The Freedom From Religion Foundation (FFRF) has shared some interesting recommendations regarding the National Suicide Hotline Improvement Act of 2018.
The secular group highlights the need for any hotline system to support religiously unaffiliated individuals, individuals facing a faith crisis, and individuals who have faced religion-based trauma.I agree that suicide hotlines should support these groups; however, I think that most of them already do. Personally, I'd be far more concerned about the referral options provided to these callers. Specifically, we need to make sure that people who contact these hotlines have secular and evidence-based treatment options they can access no matter where they live.
Although I did not see any mention of evidence-based treatments in the FFRF statement, they did recommend referrals for secular treatment (e.g., referrals for secular treatment, peer-based secular support, secular addiction recovery). I think these are good suggestions, and I hope they will generate some discussion.
Some of these recommendations can be implemented rather easily by making sure the referral directories used by hotline staff include secular options and providing brief training to help the staff understand why offering such options is likely to be helpful. Unfortunately, these options are not always easy to find in every community. Expanding these services and improving access to them will be necessary too. Finally, some of what is needed here will require some changes to how counselors are trained during their education.
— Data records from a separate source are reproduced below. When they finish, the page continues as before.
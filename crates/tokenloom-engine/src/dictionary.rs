//! The token dictionary.
//!
//! A [`Dictionary`] is a tree of [`Node`]s plus a side table recording which
//! file installed every leaf path.
//!
//! # Token recognition
//!
//! A JSON object containing `$value` is a [`Token`]; any other object is a
//! [`Group`]. Non-object values become [`Node::Literal`], which are only
//! meaningful inside component definitions (they are raw CSS properties).
//! The distinction is made once, while decoding, so every later stage
//! dispatches on the node tag rather than probing for keys.
//!
//! # Paths
//!
//! Keys starting with `$` are metadata. They are stored on the owning token
//! or group and never contribute to paths; every other key is a path segment:
//!
//! ```text
//! { "color": { "$type": "color", "blue": { "$value": "#3b82f6" } } }
//!                                  ^ token path "color.blue"
//! ```
//!
//! # Merging
//!
//! [`Dictionary::merge`] deep-merges another dictionary into this one. Two
//! groups merge recursively; in every other combination the incoming node
//! replaces the existing one and a [`DiagnosticKind::Merge`] warning is
//! emitted. Group metadata is overwritten silently.

use std::collections::{BTreeMap, BTreeSet};
use std::path::{Path, PathBuf};

use crate::diagnostic::{Diagnostic, DiagnosticKind, DiagnosticSink};
use crate::value::Value;

/// Prefix marking metadata keys.
pub const METADATA_PREFIX: char = '$';

/// Returns true for `$`-prefixed keys.
pub fn is_metadata_key(key: &str) -> bool {
    key.starts_with(METADATA_PREFIX)
}

/// Appends `key` to a dotted path.
pub fn join_path(prefix: &str, key: &str) -> String {
    if prefix.is_empty() {
        key.to_string()
    } else {
        format!("{}.{}", prefix, key)
    }
}

/// A leaf carrying `$value`.
#[derive(Debug, Clone, PartialEq)]
pub struct Token {
    pub value: Value,
    /// `$`-prefixed keys other than `$value`, stored with their prefix.
    pub meta: BTreeMap<String, Value>,
    /// Non-metadata keys found next to `$value`. They are ignored, but kept so
    /// the validator can point at them.
    pub extra: BTreeMap<String, Value>,
}

impl Token {
    pub fn new(value: impl Into<Value>) -> Self {
        Self {
            value: value.into(),
            meta: BTreeMap::new(),
            extra: BTreeMap::new(),
        }
    }

    pub fn with_meta(mut self, key: &str, value: impl Into<Value>) -> Self {
        self.meta.insert(key.to_string(), value.into());
        self
    }

    fn from_map(map: &serde_json::Map<String, serde_json::Value>) -> Self {
        let mut token = Token::new(Value::Null);
        for (key, value) in map {
            if key == "$value" {
                token.value = Value::from_json(value);
            } else if is_metadata_key(key) {
                token.meta.insert(key.clone(), Value::from_json(value));
            } else {
                token.extra.insert(key.clone(), Value::from_json(value));
            }
        }
        token
    }

    pub fn meta(&self, key: &str) -> Option<&Value> {
        self.meta.get(key)
    }

    /// The token's own `$type`, without inheritance.
    pub fn declared_type(&self) -> Option<&str> {
        self.meta("$type").and_then(Value::as_str)
    }

    pub fn description(&self) -> Option<&str> {
        self.meta("$description").and_then(Value::as_str)
    }
}

/// An interior node. Its key participates in descendant paths.
#[derive(Debug, Clone, PartialEq, Default)]
pub struct Group {
    pub meta: BTreeMap<String, Value>,
    pub children: BTreeMap<String, Node>,
}

impl Group {
    pub fn new() -> Self {
        Self::default()
    }

    pub fn from_map(map: &serde_json::Map<String, serde_json::Value>) -> Self {
        let mut group = Group::new();
        for (key, value) in map {
            if is_metadata_key(key) {
                group.meta.insert(key.clone(), Value::from_json(value));
            } else {
                group.children.insert(key.clone(), Node::from_json(value));
            }
        }
        group
    }

    pub fn with_child(mut self, key: &str, node: impl Into<Node>) -> Self {
        self.children.insert(key.to_string(), node.into());
        self
    }

    pub fn with_meta(mut self, key: &str, value: impl Into<Value>) -> Self {
        self.meta.insert(key.to_string(), value.into());
        self
    }

    pub fn meta(&self, key: &str) -> Option<&Value> {
        self.meta.get(key)
    }

    pub fn get(&self, key: &str) -> Option<&Node> {
        self.children.get(key)
    }

    /// The group's own `$type`, inherited by descendant tokens.
    pub fn declared_type(&self) -> Option<&str> {
        self.meta("$type").and_then(Value::as_str)
    }

    /// True when tagged with `$class` or `$component: true`.
    pub fn is_component(&self) -> bool {
        self.meta("$class").and_then(Value::as_str).is_some()
            || self.meta("$component").and_then(Value::as_bool) == Some(true)
    }

    pub fn is_empty(&self) -> bool {
        self.meta.is_empty() && self.children.is_empty()
    }
}

#[derive(Debug, Clone, PartialEq)]
pub enum Node {
    Token(Token),
    Group(Group),
    Literal(Value),
}

impl Node {
    pub fn from_json(json: &serde_json::Value) -> Self {
        match json {
            serde_json::Value::Object(map) if map.contains_key("$value") => {
                Node::Token(Token::from_map(map))
            }
            serde_json::Value::Object(map) => Node::Group(Group::from_map(map)),
            other => Node::Literal(Value::from_json(other)),
        }
    }

    pub fn as_group(&self) -> Option<&Group> {
        match self {
            Node::Group(group) => Some(group),
            _ => None,
        }
    }

    pub fn as_token(&self) -> Option<&Token> {
        match self {
            Node::Token(token) => Some(token),
            _ => None,
        }
    }
}

impl From<Token> for Node {
    fn from(token: Token) -> Self {
        Node::Token(token)
    }
}

impl From<Group> for Node {
    fn from(group: Group) -> Self {
        Node::Group(group)
    }
}

/// A token visited by [`Dictionary::tokens`].
#[derive(Debug, Clone, PartialEq)]
pub struct TokenEntry<'a> {
    pub path: String,
    pub token: &'a Token,
    /// `$type` of the token, or of its nearest enclosing group.
    pub inferred_type: Option<&'a str>,
}

impl TokenEntry<'_> {
    /// First path segment.
    pub fn category(&self) -> &str {
        self.path.split('.').next().unwrap_or("")
    }
}

/// A tree of groups and tokens with its source-file side table.
#[derive(Debug, Clone, PartialEq, Default)]
pub struct Dictionary {
    root: Group,
    sources: BTreeMap<String, PathBuf>,
}

impl Dictionary {
    pub fn new() -> Self {
        Self::default()
    }

    /// Wraps a root group, attributing every leaf to `source`.
    pub fn from_group(root: Group, source: Option<&Path>) -> Self {
        let mut sources = BTreeMap::new();
        if let Some(source) = source {
            let mut leaves = Vec::new();
            collect_leaf_paths_in_group(&root, "", &mut leaves);
            for leaf in leaves {
                sources.insert(leaf, source.to_path_buf());
            }
        }
        Self { root, sources }
    }

    /// Decodes a JSON document. Returns `None` when the root is not an object.
    pub fn from_json(json: &serde_json::Value, source: Option<&Path>) -> Option<Self> {
        let map = json.as_object()?;
        Some(Self::from_group(Group::from_map(map), source))
    }

    pub fn root(&self) -> &Group {
        &self.root
    }

    pub fn root_mut(&mut self) -> &mut Group {
        &mut self.root
    }

    pub fn is_empty(&self) -> bool {
        self.root.is_empty()
    }

    /// Root-level metadata such as `$extends` or `$keyframes`.
    pub fn meta(&self, key: &str) -> Option<&Value> {
        self.root.meta(key)
    }

    pub fn sources(&self) -> &BTreeMap<String, PathBuf> {
        &self.sources
    }

    pub fn source_of(&self, path: &str) -> Option<&Path> {
        self.sources.get(path).map(PathBuf::as_path)
    }

    pub fn record_source(&mut self, path: impl Into<String>, file: impl Into<PathBuf>) {
        self.sources.insert(path.into(), file.into());
    }

    /// Looks up a node by dotted path.
    pub fn get(&self, path: &str) -> Option<&Node> {
        let mut segments = path.split('.');
        let first = segments.next()?;
        let mut node = self.root.get(first)?;
        for segment in segments {
            node = node.as_group()?.get(segment)?;
        }
        Some(node)
    }

    pub fn token(&self, path: &str) -> Option<&Token> {
        self.get(path).and_then(Node::as_token)
    }

    pub fn contains_token(&self, path: &str) -> bool {
        self.token(path).is_some()
    }

    /// Every token, depth-first with keys in alphabetical order.
    pub fn tokens(&self) -> Vec<TokenEntry<'_>> {
        let mut out = Vec::new();
        collect_tokens(&self.root, "", self.root.declared_type(), &mut out);
        out
    }

    pub fn token_paths(&self) -> BTreeSet<String> {
        self.tokens().into_iter().map(|entry| entry.path).collect()
    }

    /// Deep-merges `other` into `self`; `other` wins on conflicts.
    pub fn merge(&mut self, other: &Dictionary, sink: &mut dyn DiagnosticSink) {
        let mut ctx = MergeContext {
            target_sources: &mut self.sources,
            incoming_sources: &other.sources,
            sink,
        };
        merge_group(&mut self.root, &other.root, "", &mut ctx);
    }

    /// Returns a copy of `self` with `other` merged on top.
    pub fn merged_with(&self, other: &Dictionary, sink: &mut dyn DiagnosticSink) -> Dictionary {
        let mut merged = self.clone();
        merged.merge(other, sink);
        merged
    }
}

struct MergeContext<'a> {
    target_sources: &'a mut BTreeMap<String, PathBuf>,
    incoming_sources: &'a BTreeMap<String, PathBuf>,
    sink: &'a mut dyn DiagnosticSink,
}

impl MergeContext<'_> {
    fn replace_sources(&mut self, path: &str, node: &Node) {
        let prefix = format!("{}.", path);
        self.target_sources
            .retain(|key, _| key != path && !key.starts_with(&prefix));
        let mut leaves = Vec::new();
        collect_leaf_paths(node, path, &mut leaves);
        for leaf in leaves {
            if let Some(file) = self.incoming_sources.get(&leaf) {
                self.target_sources.insert(leaf, file.clone());
            }
        }
    }
}

fn merge_group(target: &mut Group, incoming: &Group, prefix: &str, ctx: &mut MergeContext<'_>) {
    for (key, value) in &incoming.meta {
        target.meta.insert(key.clone(), value.clone());
    }

    for (key, node) in &incoming.children {
        let path = join_path(prefix, key);
        if !target.children.contains_key(key) {
            target.children.insert(key.clone(), node.clone());
            ctx.replace_sources(&path, node);
            continue;
        }
        match (target.children.get_mut(key), node) {
            (Some(Node::Group(existing)), Node::Group(group)) => {
                merge_group(existing, group, &path, ctx);
            }
            (Some(existing), _) => {
                if existing != node {
                    let previous = ctx.target_sources.get(&path).cloned();
                    let mut diag = Diagnostic::warning(
                        DiagnosticKind::Merge,
                        format!("'{}' is overwritten by a later file", path),
                    )
                    .at(&path)
                    .in_file(ctx.incoming_sources.get(&path).map(PathBuf::as_path));
                    if let Some(previous) = previous {
                        diag = diag.with_related(&path, Some(previous.as_path()));
                    }
                    ctx.sink.emit(diag);
                }
                *existing = node.clone();
                ctx.replace_sources(&path, node);
            }
            (None, _) => {}
        }
    }
}

fn collect_tokens<'a>(
    group: &'a Group,
    prefix: &str,
    inherited_type: Option<&'a str>,
    out: &mut Vec<TokenEntry<'a>>,
) {
    for (key, node) in &group.children {
        let path = join_path(prefix, key);
        match node {
            Node::Token(token) => out.push(TokenEntry {
                path,
                token,
                inferred_type: token.declared_type().or(inherited_type),
            }),
            Node::Group(child) => {
                let child_type = child.declared_type().or(inherited_type);
                collect_tokens(child, &path, child_type, out);
            }
            Node::Literal(_) => {}
        }
    }
}

fn collect_leaf_paths(node: &Node, path: &str, out: &mut Vec<String>) {
    match node {
        Node::Group(group) => collect_leaf_paths_in_group(group, path, out),
        _ => out.push(path.to_string()),
    }
}

fn collect_leaf_paths_in_group(group: &Group, prefix: &str, out: &mut Vec<String>) {
    for (key, node) in &group.children {
        collect_leaf_paths(node, &join_path(prefix, key), out);
    }
}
Although most counselors receive training in multiculturalism and diversity during their graduate programs, religion makes up a fairly small portion of this training. Far too often, religious belief is still presented as the default, and those without religious belief are often viewed as deficient in some way. Over the long-term, it would be helpful for graduate programs to provide counselors-in-training with a bit more familiarity with the religiously unaffiliated.
When assessing someone's risk of suicide, it is very common to consider spirituality and religious beliefs. This makes sense for some people. Spirituality can be a resource for some, helping them cope with crises. Religious beliefs do sometimes serve as a deterrent to self-harm. At the same time, religious and spiritual people still die by suicide. Moreover, counselors who address religious beliefs and/or spirituality inflexibly or insensitively with secular callers risk alienating them.
It is difficult to make much progress in solving problems until we recognize that they are problems, and so I am encouraged to see the FFRF calling attention to this one. I'd bet it is one to which many people, including many atheists, have not given much thought. I do not think this is a simple problem, but I do believe it is a solvable one. I appreciate what the FFRF is doing here by bringing this to our attention.